Direção: Marcus Baldini
Elenco: Mônica Martelli, Paulo Gustavo, Daniele Valente, Eduardo Moscovis, Marcos Palmeira, Humberto Martins, José Loreto, Herson Capri, Peter Ketnath, Irene Ravache, Julia Rabelo
Uma diversão acessível, com momentos de brilho em meio a tropeços visíveis
“Os Homens São de Marte… E É Pra Lá que Eu Vou!” é uma comédia romântica brasileira dirigida por Marcus Baldini, baseada na peça homônima de Mônica Martelli, que também estrela o filme como Fernanda, uma mulher de meia-idade em busca incessante pelo amor perfeito. O longa, lançado em 2014, mistura humor com reflexões sobre relacionamentos modernos, maternidade e as expectativas femininas na sociedade contemporânea. Embora não seja uma obra-prima, o filme se sustenta como uma diversão acessível, com momentos de brilho em meio a tropeços visíveis, resultando em uma experiência mediana que agrada mais pelo carisma do elenco do que pela inovação cinematográfica.
Um dos pontos fortes do filme é como ele articula bem a idealização feminina em relação aos relacionamentos e a busca por um amor verdadeiro. Fernanda representa aquela mulher urbana, bem-sucedida profissionalmente, mas frustrada no campo afetivo, que projeta expectativas irreais nos parceiros. O roteiro, adaptado da peça teatral, captura com humor as desilusões amorosas, como encontros desastrosos e a pressão social para encontrar “o cara certo”. Essa abordagem ressoa com muitas espectadoras, transformando clichês românticos em piadas autoconscientes, sem cair no cinismo total. No entanto, por vezes, a repetição de situações semelhantes faz o tema parecer superficial, mais uma coleção de esquetes do que uma exploração profunda.

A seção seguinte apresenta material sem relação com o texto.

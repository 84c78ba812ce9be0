//! First-order Markov-chain text generation library.
//!
//! This crate builds a word-transition model from a corpus of example
//! sentences and produces new sentences by randomly walking that model:
//! - Word-level transition tables with frequency encoded by repetition
//! - Surface casing preserved in output, lowercase keys for lookups
//! - Bounded retries against too-short or verbatim-corpus chains
//! - Optional seeding for deterministic generation
//!
//! Only the high-level API is exposed publicly. Low-level components
//! are kept internal to ensure consistency and prevent misuse.

/// Typed errors shared by model construction and generation.
pub mod error;

/// Core model and generation logic.
///
/// This module exposes the high-level generator interface while keeping
/// internal model representations private.
pub mod model;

Outro aspecto bem trabalhado é a questão da mulher de meia-idade em sua busca pela maternidade. Aos 39 anos, Fernanda lida com o relógio biológico, o que adiciona camadas emocionais ao enredo, destacando as inseguranças e o desejo de plenitude familiar. É um retrato honesto de uma realidade comum, que evita o melodrama excessivo e integra o humor para tornar a discussão mais palatável.

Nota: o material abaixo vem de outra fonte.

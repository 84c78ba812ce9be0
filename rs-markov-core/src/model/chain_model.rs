use std::collections::{HashMap, HashSet};

use tracing::debug;

use super::word::NormalizedWord;
use crate::error::MarkovError;

/// Statistical tables built from the input corpus.
///
/// A `ChainModel` is the result of a single synchronous pass over the
/// corpus and is read-only afterwards.
///
/// ## Responsibilities
/// - Record which word follows which, keyed by lowercase form
/// - Record how often each word ended a sentence, in original casing
/// - Record each sentence's first word, deduplicated case-insensitively
/// - Reject generated chains that reproduce a corpus sentence verbatim
///
/// ## Invariants
/// - Transition keys and banned terminals are always normalized
/// - Terminal and start-word entries are always surface-form
/// - Successor lists are non-empty and keep duplicates, so successor
///   frequency is encoded by repetition
/// - Neither table carries an empty-string key
pub struct ChainModel {
	/// Sentences the model was built from, kept to reject verbatim output.
	corpus: Vec<String>,
	/// Words observed immediately after each word in some sentence.
	/// Example: "test" => ["sentence", "sentence", "of"]
	transitions: HashMap<NormalizedWord, Vec<String>>,
	/// How many sentences ended with each word, keyed in original casing.
	terminals: HashMap<String, usize>,
	/// First word of each sentence, first-seen casing kept.
	start_words: Vec<String>,
	/// Words that may never end a generated chain.
	banned_terminals: HashSet<NormalizedWord>,
}

impl ChainModel {
	/// Builds the model from a corpus and an optional banned-terminal list.
	///
	/// Each sentence is split on single spaces, so consecutive spaces
	/// yield empty tokens; empty tokens never become start words or
	/// transition targets, and the empty-string key is dropped from the
	/// tables after construction.
	///
	/// # Errors
	/// Returns `MissingInput` if the corpus has zero sentences.
	pub fn build(corpus: Vec<String>, banned_terminals: &[String]) -> Result<Self, MarkovError> {
		if corpus.is_empty() {
			return Err(MarkovError::MissingInput);
		}

		let mut transitions: HashMap<NormalizedWord, Vec<String>> = HashMap::new();
		let mut terminals: HashMap<String, usize> = HashMap::new();
		let mut start_words: Vec<String> = Vec::new();
		let mut seen_starts: HashSet<NormalizedWord> = HashSet::new();

		for sentence in &corpus {
			// split(' ') always yields at least one token
			let words: Vec<&str> = sentence.split(' ').collect();
			let first = words[0];
			let last = words[words.len() - 1];

			*terminals.entry(last.to_owned()).or_insert(0) += 1;

			// First-seen casing wins; later casings of the same word
			// neither add an entry nor alter the stored one.
			if !first.is_empty() && seen_starts.insert(NormalizedWord::new(first)) {
				start_words.push(first.to_owned());
			}

			// The last word of a sentence contributes no outgoing edge,
			// and neither does a pair with an empty successor.
			for pair in words.windows(2) {
				let (current, next) = (pair[0], pair[1]);
				if next.is_empty() {
					continue;
				}
				transitions
					.entry(NormalizedWord::new(current))
					.or_default()
					.push(next.to_owned());
			}
		}

		// Drop degenerate entries: zero counts and the empty-string key.
		terminals.retain(|word, count| *count > 0 && !word.is_empty());
		transitions.remove(&NormalizedWord::new(""));

		let banned_terminals = banned_terminals
			.iter()
			.map(|word| NormalizedWord::new(word))
			.collect();

		debug!(
			sentences = corpus.len(),
			transitions = transitions.len(),
			start_words = start_words.len(),
			terminals = terminals.len(),
			"transition model built"
		);

		Ok(Self { corpus, transitions, terminals, start_words, banned_terminals })
	}

	/// Returns the surface words observed after `word`, or `None` for a
	/// dead end.
	pub fn successors(&self, word: &NormalizedWord) -> Option<&[String]> {
		self.transitions.get(word).map(Vec::as_slice)
	}

	/// Whether `word` ended at least one corpus sentence.
	///
	/// The lookup is exact-case on purpose: terminals are keyed in their
	/// original sentence-final casing, unlike every other table.
	pub fn is_terminal(&self, word: &str) -> bool {
		self.terminals.contains_key(word)
	}

	/// Whether `word` is vetoed from ending a chain.
	pub fn is_banned(&self, word: &NormalizedWord) -> bool {
		self.banned_terminals.contains(word)
	}

	/// First words of the corpus sentences, in first-seen order.
	pub fn start_words(&self) -> &[String] {
		&self.start_words
	}

	/// Whether `sentence` reproduces a corpus sentence exactly.
	pub fn is_verbatim(&self, sentence: &str) -> bool {
		self.corpus.iter().any(|s| s == sentence)
	}
}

O elenco é um dos pilares do filme, com um ótimo trio de protagonistas: Mônica Martelli, Daniele Valente e Paulo Gustavo. Martelli, em particular, traz autenticidade à sua personagem, misturando vulnerabilidade e comicidade de forma natural, como se estivesse revivendo sua própria peça. Valente, como a amiga confidente, oferece um contraponto divertido, e Paulo Gustavo, embora tenha pouco tempo de tela como o hilário amigo gay Aníbal, brilha intensamente quando aparece, suas cenas são explosões de energia e timing cômico perfeito, roubando o show com tiradas afiadas que elevam o humor da obra. O elenco de apoio é competente no geral, com participações sólidas que sustentam o ritmo, mas alguns atores realmente comprometem com atuações terríveis, marcadas por overacting ou falta de talento mesmo, o que quebra a imersão em alguns momentos.

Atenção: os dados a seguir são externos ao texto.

//! Top-level module for the Markov-chain generation system.
//!
//! This crate provides a first-order, word-level Markov generator,
//! including:
//! - Statistical tables built from a corpus (`ChainModel`)
//! - Uniform positional random selection (`RandomSelector`)
//! - Generation configuration (`MarkovConfig`)
//! - A high-level generation interface (`MarkovChain`)

/// Construction and generation options.
///
/// Plain data with serde support and defaults for every field except
/// the corpus itself.
pub mod config;

/// High-level interface for generating sentences from a corpus.
///
/// Exposes model construction, bounded-retry generation, and the
/// per-call minimum-length override.
pub mod generator;

/// Internal statistical model built once from the corpus.
///
/// Tracks word transitions, terminal words, and start words.
/// This module is not exposed publicly.
mod chain_model;

/// Internal uniform random selection over a slice.
///
/// Backed by an injected, optionally seeded RNG.
/// This module is not exposed publicly.
mod selector;

/// Internal lowercase-key newtype.
///
/// Keeps lookup keys type-distinct from emitted surface words.
/// This module is not exposed publicly.
mod word;
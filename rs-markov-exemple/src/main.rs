use rs_markov_core::error::MarkovError;
use rs_markov_core::model::config::MarkovConfig;
use rs_markov_core::model::generator::MarkovChain;

fn main() -> Result<(), Box<dyn std::error::Error>> {
    // Run with RUST_LOG=rs_markov_core=trace to see model build and
    // retry details
    tracing_subscriber::fmt()
        .with_env_filter(tracing_subscriber::EnvFilter::from_default_env())
        .init();

    // The corpus: one sentence per entry, words separated by single spaces
    let corpus = vec![
        "the cheese stands alone in the cellar".to_owned(),
        "the cellar keeps the cheese cool and dry".to_owned(),
        "a cool cheese is a happy cheese".to_owned(),
        "happy cheese makes the village proud".to_owned(),
        "the village keeps a cellar of cheese".to_owned(),
    ];

    let mut config = MarkovConfig::new(corpus);

    // Minimum number of words in a generated sentence (defaults to 10)
    config.min_length = 4;

    // Words that may never end a sentence (compared case-insensitively)
    config.banned_terminals = vec!["cheese".to_owned()];

    // Fix the seed for reproducible output; leave as None for fresh
    // entropy on every run
    config.seed = Some(42);

    let mut chain = MarkovChain::new(config)?;

    // Generate 10 sentences using the configured minimum length
    for i in 0..10 {
        println!("Generated sentence {}: {}", i + 1, chain.generate()?);
    }

    // A per-call override supersedes the configured minimum
    println!("Longer sentence: {}", chain.generate_with_length(8)?);

    // Construction without a corpus fails up front
    match MarkovChain::new(MarkovConfig::default()) {
        Ok(_) => println!("Should not happen"),
        Err(MarkovError::MissingInput) => println!("A corpus is required"),
        Err(e) => println!("Unexpected error: {e}"),
    }

    // A zero minimum length is rejected at the boundary
    let mut bad = MarkovConfig::new(vec!["a b".to_owned()]);
    bad.min_length = 0;
    match MarkovChain::new(bad) {
        Ok(_) => println!("Should not happen"),
        Err(e) => println!("min_length 0 is invalid: {e}"),
    }

    Ok(())
}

Na direção, Marcus Baldini adota uma abordagem discreta, priorizando a funcionalidade em detrimento da ousadia visual. A decupagem é simples, com enquadramentos básicos e transições previsíveis, o que faz o texto carregar o peso da narrativa. O roteiro, cheio de diálogos espirituosos e referências pop, é o verdadeiro motor do filme, mas a falta de inventividade na mise-en-scène deixa algumas cenas parecendo mais teatro filmado do que cinema propriamente dito.
No fim das contas, “Os Homens São de Marte… E É Pra Lá que Eu Vou!” é um bom filme, mesmo com muitos problemas visíveis. Ele entretém com seu humor leve e temas sensíveis, especialmente para o público feminino, mas não transcende os limites de uma comédia comercial brasileira típica.